** Task item **
Write every line of the following listing exactly as it reads.
Start of Data supplied
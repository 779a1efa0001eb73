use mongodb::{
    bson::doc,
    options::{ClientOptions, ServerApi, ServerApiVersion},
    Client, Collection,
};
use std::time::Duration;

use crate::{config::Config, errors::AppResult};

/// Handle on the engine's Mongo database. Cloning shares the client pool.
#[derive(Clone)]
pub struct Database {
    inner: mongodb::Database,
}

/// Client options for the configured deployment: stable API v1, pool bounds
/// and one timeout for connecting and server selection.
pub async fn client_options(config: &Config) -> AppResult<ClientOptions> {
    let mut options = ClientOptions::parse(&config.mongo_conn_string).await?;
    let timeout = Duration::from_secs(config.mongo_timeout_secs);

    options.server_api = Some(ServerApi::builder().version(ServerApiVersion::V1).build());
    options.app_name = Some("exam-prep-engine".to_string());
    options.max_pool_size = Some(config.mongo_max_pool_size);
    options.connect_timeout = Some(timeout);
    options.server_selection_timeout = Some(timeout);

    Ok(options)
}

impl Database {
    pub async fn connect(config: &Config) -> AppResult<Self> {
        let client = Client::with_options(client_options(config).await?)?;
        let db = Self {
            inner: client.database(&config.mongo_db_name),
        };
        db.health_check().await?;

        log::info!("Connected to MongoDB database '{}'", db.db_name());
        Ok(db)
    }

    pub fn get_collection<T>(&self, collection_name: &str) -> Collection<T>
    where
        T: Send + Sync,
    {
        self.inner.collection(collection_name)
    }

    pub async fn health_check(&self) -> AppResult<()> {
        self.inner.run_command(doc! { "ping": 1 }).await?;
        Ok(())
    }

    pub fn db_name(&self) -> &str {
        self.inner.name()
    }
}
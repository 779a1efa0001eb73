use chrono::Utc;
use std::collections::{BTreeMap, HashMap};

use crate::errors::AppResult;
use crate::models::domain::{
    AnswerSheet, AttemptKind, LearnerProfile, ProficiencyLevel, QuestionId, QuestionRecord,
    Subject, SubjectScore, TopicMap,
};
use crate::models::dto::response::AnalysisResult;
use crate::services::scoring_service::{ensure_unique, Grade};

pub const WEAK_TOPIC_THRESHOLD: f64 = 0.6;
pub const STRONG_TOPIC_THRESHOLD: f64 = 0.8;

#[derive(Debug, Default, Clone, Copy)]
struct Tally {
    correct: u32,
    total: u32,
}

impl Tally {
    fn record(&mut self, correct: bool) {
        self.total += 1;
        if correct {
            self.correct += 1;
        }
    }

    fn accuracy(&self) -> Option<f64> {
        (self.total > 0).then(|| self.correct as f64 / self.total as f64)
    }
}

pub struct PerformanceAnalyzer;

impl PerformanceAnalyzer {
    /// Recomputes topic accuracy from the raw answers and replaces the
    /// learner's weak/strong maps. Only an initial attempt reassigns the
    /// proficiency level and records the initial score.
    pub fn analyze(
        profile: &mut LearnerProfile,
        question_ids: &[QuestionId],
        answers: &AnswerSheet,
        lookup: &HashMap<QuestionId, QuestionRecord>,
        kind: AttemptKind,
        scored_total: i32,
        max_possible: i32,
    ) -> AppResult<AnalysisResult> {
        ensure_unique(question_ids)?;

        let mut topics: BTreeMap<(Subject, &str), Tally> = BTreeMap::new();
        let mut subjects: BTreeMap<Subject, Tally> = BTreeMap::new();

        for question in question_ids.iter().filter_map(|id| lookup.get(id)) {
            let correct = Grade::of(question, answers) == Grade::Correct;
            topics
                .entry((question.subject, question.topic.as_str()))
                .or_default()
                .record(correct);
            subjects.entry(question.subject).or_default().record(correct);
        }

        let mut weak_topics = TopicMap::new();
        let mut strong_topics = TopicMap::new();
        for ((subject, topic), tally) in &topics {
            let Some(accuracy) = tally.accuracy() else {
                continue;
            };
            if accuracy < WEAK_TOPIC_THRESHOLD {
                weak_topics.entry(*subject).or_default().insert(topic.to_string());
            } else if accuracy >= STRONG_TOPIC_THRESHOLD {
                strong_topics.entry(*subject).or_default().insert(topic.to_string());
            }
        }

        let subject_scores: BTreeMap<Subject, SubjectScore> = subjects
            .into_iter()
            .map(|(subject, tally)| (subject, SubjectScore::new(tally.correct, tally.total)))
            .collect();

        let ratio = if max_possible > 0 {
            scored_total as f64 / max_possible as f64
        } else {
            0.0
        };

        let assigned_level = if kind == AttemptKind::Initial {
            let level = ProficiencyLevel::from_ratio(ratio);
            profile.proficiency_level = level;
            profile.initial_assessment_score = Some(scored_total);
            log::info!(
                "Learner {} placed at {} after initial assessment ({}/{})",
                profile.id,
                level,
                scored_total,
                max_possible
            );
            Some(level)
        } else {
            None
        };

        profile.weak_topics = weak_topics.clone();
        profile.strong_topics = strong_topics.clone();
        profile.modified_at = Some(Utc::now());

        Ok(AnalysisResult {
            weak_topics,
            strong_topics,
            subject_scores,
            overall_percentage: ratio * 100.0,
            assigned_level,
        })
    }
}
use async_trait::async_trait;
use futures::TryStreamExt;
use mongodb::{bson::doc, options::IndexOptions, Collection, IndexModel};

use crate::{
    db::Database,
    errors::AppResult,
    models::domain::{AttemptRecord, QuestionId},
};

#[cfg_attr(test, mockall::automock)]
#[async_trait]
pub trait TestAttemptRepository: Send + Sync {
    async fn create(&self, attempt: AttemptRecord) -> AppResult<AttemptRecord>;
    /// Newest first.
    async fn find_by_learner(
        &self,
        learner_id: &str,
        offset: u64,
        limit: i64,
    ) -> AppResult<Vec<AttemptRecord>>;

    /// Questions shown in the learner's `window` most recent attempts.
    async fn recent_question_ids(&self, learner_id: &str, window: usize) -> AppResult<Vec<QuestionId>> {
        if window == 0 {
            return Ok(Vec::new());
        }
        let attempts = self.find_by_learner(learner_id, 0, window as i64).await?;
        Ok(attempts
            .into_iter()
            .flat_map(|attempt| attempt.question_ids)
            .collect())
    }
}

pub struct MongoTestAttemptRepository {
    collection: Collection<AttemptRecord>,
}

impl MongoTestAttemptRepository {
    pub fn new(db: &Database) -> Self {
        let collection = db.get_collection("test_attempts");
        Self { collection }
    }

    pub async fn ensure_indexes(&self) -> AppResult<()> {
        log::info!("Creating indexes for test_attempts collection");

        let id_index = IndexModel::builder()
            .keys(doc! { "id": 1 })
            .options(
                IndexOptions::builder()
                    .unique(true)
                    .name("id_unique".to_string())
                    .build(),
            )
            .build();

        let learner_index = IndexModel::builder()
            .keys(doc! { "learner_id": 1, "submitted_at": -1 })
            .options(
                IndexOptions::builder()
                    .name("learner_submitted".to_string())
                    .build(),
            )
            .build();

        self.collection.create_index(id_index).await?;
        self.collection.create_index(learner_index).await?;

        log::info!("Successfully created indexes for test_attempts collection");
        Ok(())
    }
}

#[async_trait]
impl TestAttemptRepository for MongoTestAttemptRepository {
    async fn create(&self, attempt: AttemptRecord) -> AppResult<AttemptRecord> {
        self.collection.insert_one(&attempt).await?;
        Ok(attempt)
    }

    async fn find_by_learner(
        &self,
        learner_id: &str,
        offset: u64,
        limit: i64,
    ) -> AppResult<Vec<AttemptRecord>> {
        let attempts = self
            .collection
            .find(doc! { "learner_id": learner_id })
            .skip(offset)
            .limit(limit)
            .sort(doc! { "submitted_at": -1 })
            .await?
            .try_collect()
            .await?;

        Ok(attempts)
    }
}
End of Data supplied
** Result of this task **
repository 779a1efa0001eb73
use mongodb::{
    bson::doc,
    options::{ClientOptions, ServerApi, ServerApiVersion},
    Client, Collection,
};
use std::time::Duration;

use crate::{config::Config, errors::AppResult};

/// Handle on the engine's Mongo database. Cloning shares the client pool.
#[derive(Clone)]
pub struct Database {
    inner: mongodb::Database,
}

/// Client options for the configured deployment: stable API v1, pool bounds
/// and one timeout for connecting and server selection.
pub async fn client_options(config: &Config) -> AppResult<ClientOptions> {
    let mut options = ClientOptions::parse(&config.mongo_conn_string).await?;
    let timeout = Duration::from_secs(config.mongo_timeout_secs);

    options.server_api = Some(ServerApi::builder().version(ServerApiVersion::V1).build());
    options.app_name = Some("exam-prep-engine".to_string());
    options.max_pool_size = Some(config.mongo_max_pool_size);
    options.connect_timeout = Some(timeout);
    options.server_selection_timeout = Some(timeout);

    Ok(options)
}

impl Database {
    pub async fn connect(config: &Config) -> AppResult<Self> {
        let client = Client::with_options(client_options(config).await?)?;
        let db = Self {
            inner: client.database(&config.mongo_db_name),
        };
        db.health_check().await?;

        log::info!("Connected to MongoDB database '{}'", db.db_name());
        Ok(db)
    }

    pub fn get_collection<T>(&self, collection_name: &str) -> Collection<T>
    where
        T: Send + Sync,
    {
        self.inner.collection(collection_name)
    }

    pub async fn health_check(&self) -> AppResult<()> {
        self.inner.run_command(doc! { "ping": 1 }).await?;
        Ok(())
    }

    pub fn db_name(&self) -> &str {
        self.inner.name()
    }
}
repository 779a1efa0001eb73
use chrono::Utc;
use std::collections::{BTreeMap, HashMap};

use crate::errors::AppResult;
use crate::models::domain::{
    AnswerSheet, AttemptKind, LearnerProfile, ProficiencyLevel, QuestionId, QuestionRecord,
    Subject, SubjectScore, TopicMap,
};
use crate::models::dto::response::AnalysisResult;
use crate::services::scoring_service::{ensure_unique, Grade};

pub const WEAK_TOPIC_THRESHOLD: f64 = 0.6;
pub const STRONG_TOPIC_THRESHOLD: f64 = 0.8;

#[derive(Debug, Default, Clone, Copy)]
struct Tally {
    correct: u32,
    total: u32,
}

impl Tally {
    fn record(&mut self, correct: bool) {
        self.total += 1;
        if correct {
            self.correct += 1;
        }
    }

    fn accuracy(&self) -> Option<f64> {
        (self.total > 0).then(|| self.correct as f64 / self.total as f64)
    }
}

pub struct PerformanceAnalyzer;

impl PerformanceAnalyzer {
    /// Recomputes topic accuracy from the raw answers and replaces the
    /// learner's weak/strong maps. Only an initial attempt reassigns the
    /// proficiency level and records the initial score.
    pub fn analyze(
        profile: &mut LearnerProfile,
        question_ids: &[QuestionId],
        answers: &AnswerSheet,
        lookup: &HashMap<QuestionId, QuestionRecord>,
        kind: AttemptKind,
        scored_total: i32,
        max_possible: i32,
    ) -> AppResult<AnalysisResult> {
        ensure_unique(question_ids)?;

        let mut topics: BTreeMap<(Subject, &str), Tally> = BTreeMap::new();
        let mut subjects: BTreeMap<Subject, Tally> = BTreeMap::new();

        for question in question_ids.iter().filter_map(|id| lookup.get(id)) {
            let correct = Grade::of(question, answers) == Grade::Correct;
            topics
                .entry((question.subject, question.topic.as_str()))
                .or_default()
                .record(correct);
            subjects.entry(question.subject).or_default().record(correct);
        }

        let mut weak_topics = TopicMap::new();
        let mut strong_topics = TopicMap::new();
        for ((subject, topic), tally) in &topics {
            let Some(accuracy) = tally.accuracy() else {
                continue;
            };
            if accuracy < WEAK_TOPIC_THRESHOLD {
                weak_topics.entry(*subject).or_default().insert(topic.to_string());
            } else if accuracy >= STRONG_TOPIC_THRESHOLD {
                strong_topics.entry(*subject).or_default().insert(topic.to_string());
            }
        }

        let subject_scores: BTreeMap<Subject, SubjectScore> = subjects
            .into_iter()
            .map(|(subject, tally)| (subject, SubjectScore::new(tally.correct, tally.total)))
            .collect();

        let ratio = if max_possible > 0 {
            scored_total as f64 / max_possible as f64
        } else {
            0.0
        };

        let assigned_level = if kind == AttemptKind::Initial {
            let level = ProficiencyLevel::from_ratio(ratio);
            profile.proficiency_level = level;
            profile.initial_assessment_score = Some(scored_total);
            log::info!(
                "Learner {} placed at {} after initial assessment ({}/{})",
                profile.id,
                level,
                scored_total,
                max_possible
            );
            Some(level)
        } else {
            None
        };

        profile.weak_topics = weak_topics.clone();
        profile.strong_topics = strong_topics.clone();
        profile.modified_at = Some(Utc::now());

        Ok(AnalysisResult {
            weak_topics,
            strong_topics,
            subject_scores,
            overall_percentage: ratio * 100.0,
            assigned_level,
        })
    }
}
use async_trait::async_trait;
use futures::TryStreamExt;
use mongodb::{bson::doc, options::IndexOptions, Collection, IndexModel};

use crate::{
    db::Database,
    errors::AppResult,
    models::domain::{AttemptRecord, QuestionId},
};

#[cfg_attr(test, mockall::automock)]
#[async_trait]
pub trait TestAttemptRepository: Send + Sync {
    async fn create(&self, attempt: AttemptRecord) -> AppResult<AttemptRecord>;
    /// Newest first.
    async fn find_by_learner(
        &self,
        learner_id: &str,
        offset: u64,
        limit: i64,
    ) -> AppResult<Vec<AttemptRecord>>;

    /// Questions shown in the learner's `window` most recent attempts.
    async fn recent_question_ids(&self, learner_id: &str, window: usize) -> AppResult<Vec<QuestionId>> {
        if window == 0 {
            return Ok(Vec::new());
        }
        let attempts = self.find_by_learner(learner_id, 0, window as i64).await?;
        Ok(attempts
            .into_iter()
            .flat_map(|attempt| attempt.question_ids)
            .collect())
    }
}

pub struct MongoTestAttemptRepository {
    collection: Collection<AttemptRecord>,
}

impl MongoTestAttemptRepository {
    pub fn new(db: &Database) -> Self {
        let collection = db.get_collection("test_attempts");
        Self { collection }
    }

    pub async fn ensure_indexes(&self) -> AppResult<()> {
        log::info!("Creating indexes for test_attempts collection");

        let id_index = IndexModel::builder()
            .keys(doc! { "id": 1 })
            .options(
                IndexOptions::builder()
                    .unique(true)
                    .name("id_unique".to_string())
                    .build(),
            )
            .build();

        let learner_index = IndexModel::builder()
            .keys(doc! { "learner_id": 1, "submitted_at": -1 })
            .options(
                IndexOptions::builder()
                    .name("learner_submitted".to_string())
                    .build(),
            )
            .build();

        self.collection.create_index(id_index).await?;
        self.collection.create_index(learner_index).await?;

        log::info!("Successfully created indexes for test_attempts collection");
        Ok(())
    }
}

#[async_trait]
impl TestAttemptRepository for MongoTestAttemptRepository {
    async fn create(&self, attempt: AttemptRecord) -> AppResult<AttemptRecord> {
        self.collection.insert_one(&attempt).await?;
        Ok(attempt)
    }

    async fn find_by_learner(
        &self,
        learner_id: &str,
        offset: u64,
        limit: i64,
    ) -> AppResult<Vec<AttemptRecord>> {
        let attempts = self
            .collection
            .find(doc! { "learner_id": learner_id })
            .skip(offset)
            .limit(limit)
            .sort(doc! { "submitted_at": -1 })
            .await?
            .try_collect()
            .await?;

        Ok(attempts)
    }
}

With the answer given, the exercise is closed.